*Task statement*
All lines with the word "System" in the material below are required.
--- START ---
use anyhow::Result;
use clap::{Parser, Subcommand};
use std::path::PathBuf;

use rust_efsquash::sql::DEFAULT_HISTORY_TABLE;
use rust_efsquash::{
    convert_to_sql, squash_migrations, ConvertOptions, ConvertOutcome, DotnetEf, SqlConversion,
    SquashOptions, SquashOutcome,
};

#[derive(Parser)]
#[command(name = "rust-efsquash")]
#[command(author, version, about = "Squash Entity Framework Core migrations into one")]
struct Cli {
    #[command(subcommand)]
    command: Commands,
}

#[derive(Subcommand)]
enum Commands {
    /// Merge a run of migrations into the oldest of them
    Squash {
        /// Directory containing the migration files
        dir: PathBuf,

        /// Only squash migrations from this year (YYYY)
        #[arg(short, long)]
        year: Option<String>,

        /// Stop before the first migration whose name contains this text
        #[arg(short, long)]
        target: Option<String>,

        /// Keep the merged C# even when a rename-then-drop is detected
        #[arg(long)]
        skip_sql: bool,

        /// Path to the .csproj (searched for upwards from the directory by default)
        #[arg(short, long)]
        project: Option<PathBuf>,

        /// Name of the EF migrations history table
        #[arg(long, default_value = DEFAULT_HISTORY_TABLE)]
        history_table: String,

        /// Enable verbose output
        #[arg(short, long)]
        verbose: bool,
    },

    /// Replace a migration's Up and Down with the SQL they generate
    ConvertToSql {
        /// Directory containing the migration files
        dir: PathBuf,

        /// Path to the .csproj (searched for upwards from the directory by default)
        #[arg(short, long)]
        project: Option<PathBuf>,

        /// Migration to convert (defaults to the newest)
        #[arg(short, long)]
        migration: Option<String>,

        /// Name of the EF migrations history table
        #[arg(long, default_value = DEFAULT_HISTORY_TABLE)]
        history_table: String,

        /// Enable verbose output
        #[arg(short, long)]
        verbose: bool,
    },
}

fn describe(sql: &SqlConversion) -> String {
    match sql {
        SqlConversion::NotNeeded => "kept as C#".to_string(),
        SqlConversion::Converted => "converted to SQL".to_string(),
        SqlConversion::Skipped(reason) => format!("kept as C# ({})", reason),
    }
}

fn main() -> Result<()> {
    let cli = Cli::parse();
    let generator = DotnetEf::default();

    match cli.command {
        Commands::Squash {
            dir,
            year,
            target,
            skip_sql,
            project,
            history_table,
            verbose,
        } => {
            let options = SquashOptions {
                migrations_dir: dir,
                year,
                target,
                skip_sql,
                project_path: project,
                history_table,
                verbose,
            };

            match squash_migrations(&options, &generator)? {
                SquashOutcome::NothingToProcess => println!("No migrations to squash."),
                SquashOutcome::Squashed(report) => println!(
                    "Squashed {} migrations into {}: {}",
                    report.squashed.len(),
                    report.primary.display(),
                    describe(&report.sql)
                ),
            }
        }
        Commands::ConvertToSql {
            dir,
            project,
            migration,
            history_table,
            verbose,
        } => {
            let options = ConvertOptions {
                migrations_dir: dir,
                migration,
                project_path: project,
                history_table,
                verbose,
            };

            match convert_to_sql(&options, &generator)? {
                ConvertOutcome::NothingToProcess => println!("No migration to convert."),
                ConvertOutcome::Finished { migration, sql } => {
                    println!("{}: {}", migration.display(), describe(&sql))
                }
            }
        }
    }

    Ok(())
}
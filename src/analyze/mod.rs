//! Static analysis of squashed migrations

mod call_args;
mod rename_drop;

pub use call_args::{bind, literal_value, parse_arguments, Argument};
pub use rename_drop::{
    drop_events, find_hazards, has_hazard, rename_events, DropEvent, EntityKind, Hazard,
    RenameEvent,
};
--- END ---
--- START ---
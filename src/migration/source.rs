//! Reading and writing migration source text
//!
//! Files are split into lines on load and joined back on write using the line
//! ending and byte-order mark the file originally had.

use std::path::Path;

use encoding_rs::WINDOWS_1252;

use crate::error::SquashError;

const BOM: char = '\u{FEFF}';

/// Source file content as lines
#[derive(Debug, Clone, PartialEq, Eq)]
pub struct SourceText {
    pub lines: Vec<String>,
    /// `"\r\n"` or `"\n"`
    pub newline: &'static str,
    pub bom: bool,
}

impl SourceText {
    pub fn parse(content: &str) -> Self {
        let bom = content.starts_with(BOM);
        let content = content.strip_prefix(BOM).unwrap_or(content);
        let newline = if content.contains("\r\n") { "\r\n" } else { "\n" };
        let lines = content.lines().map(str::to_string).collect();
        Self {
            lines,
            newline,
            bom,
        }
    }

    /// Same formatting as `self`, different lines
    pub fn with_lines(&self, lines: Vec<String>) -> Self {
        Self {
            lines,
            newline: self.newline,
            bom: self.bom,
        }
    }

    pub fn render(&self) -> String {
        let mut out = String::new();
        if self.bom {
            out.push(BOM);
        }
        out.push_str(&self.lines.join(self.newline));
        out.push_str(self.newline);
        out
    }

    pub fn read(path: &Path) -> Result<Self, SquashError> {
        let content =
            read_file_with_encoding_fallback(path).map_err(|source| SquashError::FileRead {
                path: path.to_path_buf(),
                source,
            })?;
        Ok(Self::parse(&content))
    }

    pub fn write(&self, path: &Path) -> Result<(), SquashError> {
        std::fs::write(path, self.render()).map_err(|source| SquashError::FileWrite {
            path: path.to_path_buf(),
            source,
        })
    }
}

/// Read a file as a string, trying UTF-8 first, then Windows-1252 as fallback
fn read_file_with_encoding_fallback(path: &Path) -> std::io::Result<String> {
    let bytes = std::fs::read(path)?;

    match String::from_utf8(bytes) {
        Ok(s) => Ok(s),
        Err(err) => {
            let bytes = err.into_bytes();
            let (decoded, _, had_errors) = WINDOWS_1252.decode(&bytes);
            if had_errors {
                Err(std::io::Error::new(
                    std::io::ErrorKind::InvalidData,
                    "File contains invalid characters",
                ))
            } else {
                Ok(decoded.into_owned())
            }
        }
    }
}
--- END ---
--- START ---
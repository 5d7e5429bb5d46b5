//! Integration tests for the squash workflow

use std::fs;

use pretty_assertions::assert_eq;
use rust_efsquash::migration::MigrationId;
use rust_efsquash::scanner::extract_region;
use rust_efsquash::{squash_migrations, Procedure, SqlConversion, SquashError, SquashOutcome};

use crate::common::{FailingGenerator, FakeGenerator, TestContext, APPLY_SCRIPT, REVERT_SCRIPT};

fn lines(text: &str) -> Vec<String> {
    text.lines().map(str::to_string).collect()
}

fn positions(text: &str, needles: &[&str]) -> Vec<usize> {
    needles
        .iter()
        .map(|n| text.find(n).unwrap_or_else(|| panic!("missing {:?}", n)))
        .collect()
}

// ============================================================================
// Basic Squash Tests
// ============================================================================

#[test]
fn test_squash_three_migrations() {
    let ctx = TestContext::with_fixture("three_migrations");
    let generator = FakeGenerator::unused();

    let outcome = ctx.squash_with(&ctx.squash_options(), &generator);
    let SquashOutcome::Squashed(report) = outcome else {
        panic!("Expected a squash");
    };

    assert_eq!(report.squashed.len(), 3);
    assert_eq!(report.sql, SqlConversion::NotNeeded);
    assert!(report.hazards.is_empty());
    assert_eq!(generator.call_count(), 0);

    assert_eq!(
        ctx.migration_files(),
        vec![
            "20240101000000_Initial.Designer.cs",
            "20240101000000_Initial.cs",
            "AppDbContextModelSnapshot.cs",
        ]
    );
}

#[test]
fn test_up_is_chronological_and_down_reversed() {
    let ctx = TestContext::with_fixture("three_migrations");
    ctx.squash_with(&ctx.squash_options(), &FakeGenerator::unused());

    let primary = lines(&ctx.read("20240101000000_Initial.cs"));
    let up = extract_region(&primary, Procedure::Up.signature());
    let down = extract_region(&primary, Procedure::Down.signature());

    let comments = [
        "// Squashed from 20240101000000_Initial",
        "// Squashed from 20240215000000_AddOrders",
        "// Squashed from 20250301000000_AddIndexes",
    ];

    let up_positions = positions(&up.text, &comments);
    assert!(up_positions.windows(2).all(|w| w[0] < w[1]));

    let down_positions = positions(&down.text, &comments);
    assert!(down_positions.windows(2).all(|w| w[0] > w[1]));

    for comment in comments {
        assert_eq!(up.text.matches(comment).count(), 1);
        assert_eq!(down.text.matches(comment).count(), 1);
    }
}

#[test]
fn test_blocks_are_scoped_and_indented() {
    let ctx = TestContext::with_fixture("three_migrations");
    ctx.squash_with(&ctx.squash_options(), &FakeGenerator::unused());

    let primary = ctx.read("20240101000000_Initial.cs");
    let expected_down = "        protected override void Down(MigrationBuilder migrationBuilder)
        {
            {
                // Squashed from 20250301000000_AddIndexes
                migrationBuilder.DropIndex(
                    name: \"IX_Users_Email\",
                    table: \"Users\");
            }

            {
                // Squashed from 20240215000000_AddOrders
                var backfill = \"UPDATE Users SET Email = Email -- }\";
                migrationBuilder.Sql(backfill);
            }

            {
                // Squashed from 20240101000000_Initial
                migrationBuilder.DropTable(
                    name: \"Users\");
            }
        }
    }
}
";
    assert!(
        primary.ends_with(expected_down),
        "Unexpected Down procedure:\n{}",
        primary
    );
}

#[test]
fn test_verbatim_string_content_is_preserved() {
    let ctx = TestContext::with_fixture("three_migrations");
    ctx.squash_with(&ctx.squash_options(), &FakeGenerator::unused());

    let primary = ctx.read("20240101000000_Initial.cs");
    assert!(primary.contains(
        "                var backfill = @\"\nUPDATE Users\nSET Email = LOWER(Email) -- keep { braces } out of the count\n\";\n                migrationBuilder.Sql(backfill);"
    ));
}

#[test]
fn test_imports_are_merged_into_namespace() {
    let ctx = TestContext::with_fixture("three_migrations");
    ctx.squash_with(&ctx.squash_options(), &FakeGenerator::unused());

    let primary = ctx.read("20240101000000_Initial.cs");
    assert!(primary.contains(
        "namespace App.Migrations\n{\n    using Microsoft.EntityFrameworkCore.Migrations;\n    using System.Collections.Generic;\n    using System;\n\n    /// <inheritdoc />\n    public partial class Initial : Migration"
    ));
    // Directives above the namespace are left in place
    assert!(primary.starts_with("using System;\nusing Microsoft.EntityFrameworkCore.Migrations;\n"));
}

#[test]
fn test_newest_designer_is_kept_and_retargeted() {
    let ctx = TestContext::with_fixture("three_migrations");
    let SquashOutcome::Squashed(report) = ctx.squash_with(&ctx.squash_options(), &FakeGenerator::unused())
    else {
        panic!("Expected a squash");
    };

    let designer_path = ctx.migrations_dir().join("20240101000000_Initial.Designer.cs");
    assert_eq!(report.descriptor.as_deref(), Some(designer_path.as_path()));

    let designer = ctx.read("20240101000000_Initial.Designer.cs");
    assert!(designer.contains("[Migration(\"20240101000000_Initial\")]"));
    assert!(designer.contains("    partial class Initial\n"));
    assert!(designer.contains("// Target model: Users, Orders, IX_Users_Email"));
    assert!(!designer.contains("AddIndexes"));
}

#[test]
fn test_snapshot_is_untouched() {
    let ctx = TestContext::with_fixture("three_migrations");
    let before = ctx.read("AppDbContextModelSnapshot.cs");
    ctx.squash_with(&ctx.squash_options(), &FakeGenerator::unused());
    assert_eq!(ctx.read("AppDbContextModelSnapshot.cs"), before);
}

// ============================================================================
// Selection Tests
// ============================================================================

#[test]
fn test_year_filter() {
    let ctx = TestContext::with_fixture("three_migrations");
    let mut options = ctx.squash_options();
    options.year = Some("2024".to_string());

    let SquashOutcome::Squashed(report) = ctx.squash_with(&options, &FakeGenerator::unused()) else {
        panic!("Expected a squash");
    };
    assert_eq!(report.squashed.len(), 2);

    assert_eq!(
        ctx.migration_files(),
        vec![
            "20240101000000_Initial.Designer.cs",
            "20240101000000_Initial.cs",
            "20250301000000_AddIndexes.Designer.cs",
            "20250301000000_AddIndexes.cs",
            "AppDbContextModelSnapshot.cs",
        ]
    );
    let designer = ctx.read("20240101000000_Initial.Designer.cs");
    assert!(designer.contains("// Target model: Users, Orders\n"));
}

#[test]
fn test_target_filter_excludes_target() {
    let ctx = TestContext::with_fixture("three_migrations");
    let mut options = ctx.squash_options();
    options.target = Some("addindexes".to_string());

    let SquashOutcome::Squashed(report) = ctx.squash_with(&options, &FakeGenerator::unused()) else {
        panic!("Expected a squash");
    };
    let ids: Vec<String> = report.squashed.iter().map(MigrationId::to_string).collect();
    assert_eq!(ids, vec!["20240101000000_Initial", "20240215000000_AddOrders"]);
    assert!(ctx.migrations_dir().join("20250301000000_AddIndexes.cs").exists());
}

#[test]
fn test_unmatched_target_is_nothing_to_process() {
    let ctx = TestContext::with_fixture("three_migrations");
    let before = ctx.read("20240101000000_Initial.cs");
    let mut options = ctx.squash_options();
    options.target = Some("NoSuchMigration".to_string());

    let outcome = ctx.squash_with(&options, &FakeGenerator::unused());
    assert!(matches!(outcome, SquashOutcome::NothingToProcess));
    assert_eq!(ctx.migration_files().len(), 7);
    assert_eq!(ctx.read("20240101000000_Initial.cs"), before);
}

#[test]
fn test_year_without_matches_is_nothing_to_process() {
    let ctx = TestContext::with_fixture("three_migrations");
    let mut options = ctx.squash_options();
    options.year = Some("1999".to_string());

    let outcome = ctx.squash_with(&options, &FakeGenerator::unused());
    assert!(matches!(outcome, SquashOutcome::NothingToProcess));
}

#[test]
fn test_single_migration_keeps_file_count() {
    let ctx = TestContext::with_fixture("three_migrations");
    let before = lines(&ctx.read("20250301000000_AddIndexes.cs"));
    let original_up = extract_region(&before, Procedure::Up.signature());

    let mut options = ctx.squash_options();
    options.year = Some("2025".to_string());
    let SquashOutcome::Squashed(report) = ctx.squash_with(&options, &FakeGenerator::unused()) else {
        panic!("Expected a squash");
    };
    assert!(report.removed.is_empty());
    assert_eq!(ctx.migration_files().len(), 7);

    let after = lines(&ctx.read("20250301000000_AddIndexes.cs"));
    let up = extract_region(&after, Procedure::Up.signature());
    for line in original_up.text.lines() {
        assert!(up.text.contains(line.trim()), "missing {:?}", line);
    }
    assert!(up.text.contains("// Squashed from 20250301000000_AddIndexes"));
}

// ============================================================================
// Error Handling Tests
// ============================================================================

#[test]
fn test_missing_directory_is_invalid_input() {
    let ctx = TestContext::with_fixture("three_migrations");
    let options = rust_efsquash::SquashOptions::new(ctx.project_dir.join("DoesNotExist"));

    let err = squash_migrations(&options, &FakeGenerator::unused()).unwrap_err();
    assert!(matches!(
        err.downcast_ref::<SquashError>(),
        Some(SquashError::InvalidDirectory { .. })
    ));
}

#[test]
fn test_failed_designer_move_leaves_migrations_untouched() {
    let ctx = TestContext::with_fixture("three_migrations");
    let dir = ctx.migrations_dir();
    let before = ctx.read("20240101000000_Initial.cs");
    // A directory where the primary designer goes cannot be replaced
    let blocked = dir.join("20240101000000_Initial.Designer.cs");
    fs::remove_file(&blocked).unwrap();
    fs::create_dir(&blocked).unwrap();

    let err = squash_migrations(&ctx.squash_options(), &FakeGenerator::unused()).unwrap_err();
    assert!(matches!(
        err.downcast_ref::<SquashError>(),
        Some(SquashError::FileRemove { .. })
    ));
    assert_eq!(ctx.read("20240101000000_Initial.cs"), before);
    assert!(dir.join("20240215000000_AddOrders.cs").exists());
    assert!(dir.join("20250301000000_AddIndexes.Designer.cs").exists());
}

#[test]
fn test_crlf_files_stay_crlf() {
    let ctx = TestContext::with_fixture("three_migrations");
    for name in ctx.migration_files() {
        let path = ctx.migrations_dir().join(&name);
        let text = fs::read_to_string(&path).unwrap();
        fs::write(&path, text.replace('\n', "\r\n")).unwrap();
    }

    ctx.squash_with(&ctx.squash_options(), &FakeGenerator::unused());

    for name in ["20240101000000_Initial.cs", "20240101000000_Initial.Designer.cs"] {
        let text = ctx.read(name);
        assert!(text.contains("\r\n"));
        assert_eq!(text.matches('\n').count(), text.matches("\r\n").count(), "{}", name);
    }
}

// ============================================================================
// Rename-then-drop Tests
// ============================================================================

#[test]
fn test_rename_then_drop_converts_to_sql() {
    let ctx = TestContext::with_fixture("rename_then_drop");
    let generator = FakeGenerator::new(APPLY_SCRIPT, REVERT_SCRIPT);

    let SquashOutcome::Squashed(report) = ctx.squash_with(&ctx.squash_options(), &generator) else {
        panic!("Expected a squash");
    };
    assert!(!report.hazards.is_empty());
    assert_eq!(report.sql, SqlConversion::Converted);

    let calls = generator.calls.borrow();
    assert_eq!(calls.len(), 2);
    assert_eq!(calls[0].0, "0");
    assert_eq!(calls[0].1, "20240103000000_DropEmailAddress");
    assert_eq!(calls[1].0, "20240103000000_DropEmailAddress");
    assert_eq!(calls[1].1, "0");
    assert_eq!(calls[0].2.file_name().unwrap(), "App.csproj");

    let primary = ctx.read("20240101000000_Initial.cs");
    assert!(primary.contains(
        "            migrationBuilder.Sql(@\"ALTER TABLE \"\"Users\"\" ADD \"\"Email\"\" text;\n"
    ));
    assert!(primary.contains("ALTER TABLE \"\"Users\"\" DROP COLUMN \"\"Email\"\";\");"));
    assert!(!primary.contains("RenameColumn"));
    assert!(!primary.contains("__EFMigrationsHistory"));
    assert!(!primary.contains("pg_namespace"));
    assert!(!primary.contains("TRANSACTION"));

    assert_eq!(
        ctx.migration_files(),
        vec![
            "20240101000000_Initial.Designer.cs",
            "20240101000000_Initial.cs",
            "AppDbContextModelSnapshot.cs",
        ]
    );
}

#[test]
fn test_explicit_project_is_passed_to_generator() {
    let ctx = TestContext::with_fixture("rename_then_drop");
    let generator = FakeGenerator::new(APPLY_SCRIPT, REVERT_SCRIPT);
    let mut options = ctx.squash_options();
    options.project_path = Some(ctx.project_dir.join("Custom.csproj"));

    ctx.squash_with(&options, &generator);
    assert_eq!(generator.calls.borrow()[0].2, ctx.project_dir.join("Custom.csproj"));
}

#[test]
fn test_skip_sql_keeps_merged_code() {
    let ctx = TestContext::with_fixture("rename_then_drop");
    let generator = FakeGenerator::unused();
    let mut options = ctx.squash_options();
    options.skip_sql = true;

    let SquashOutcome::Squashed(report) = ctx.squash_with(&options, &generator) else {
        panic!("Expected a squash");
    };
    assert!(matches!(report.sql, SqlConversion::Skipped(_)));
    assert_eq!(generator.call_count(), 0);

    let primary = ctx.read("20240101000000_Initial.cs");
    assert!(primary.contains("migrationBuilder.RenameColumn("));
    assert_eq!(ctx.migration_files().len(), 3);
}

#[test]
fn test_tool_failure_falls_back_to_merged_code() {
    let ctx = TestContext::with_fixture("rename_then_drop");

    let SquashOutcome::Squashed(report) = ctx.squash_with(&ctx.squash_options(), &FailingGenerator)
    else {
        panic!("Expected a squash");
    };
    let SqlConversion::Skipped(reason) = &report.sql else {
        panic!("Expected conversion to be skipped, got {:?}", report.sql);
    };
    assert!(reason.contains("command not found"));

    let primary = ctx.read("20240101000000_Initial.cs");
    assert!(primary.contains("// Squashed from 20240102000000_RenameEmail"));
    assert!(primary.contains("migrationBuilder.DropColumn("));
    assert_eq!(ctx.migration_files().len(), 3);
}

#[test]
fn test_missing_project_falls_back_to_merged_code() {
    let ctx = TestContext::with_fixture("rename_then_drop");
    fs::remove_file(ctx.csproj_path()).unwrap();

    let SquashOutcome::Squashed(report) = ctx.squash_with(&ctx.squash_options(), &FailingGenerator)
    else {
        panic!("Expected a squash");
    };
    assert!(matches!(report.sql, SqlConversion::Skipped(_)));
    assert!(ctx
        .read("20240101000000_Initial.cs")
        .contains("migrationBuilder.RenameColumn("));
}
--- END ---
*Completed task*
        "namespace App.Migrations\n{\n    using Microsoft.EntityFrameworkCore.Migrations;\n    using System.Collections.Generic;\n    using System;\n\n    /// <inheritdoc />\n    public partial class Initial : Migration"
    assert!(primary.starts_with("using System;\nusing Microsoft.EntityFrameworkCore.Migrations;\n"));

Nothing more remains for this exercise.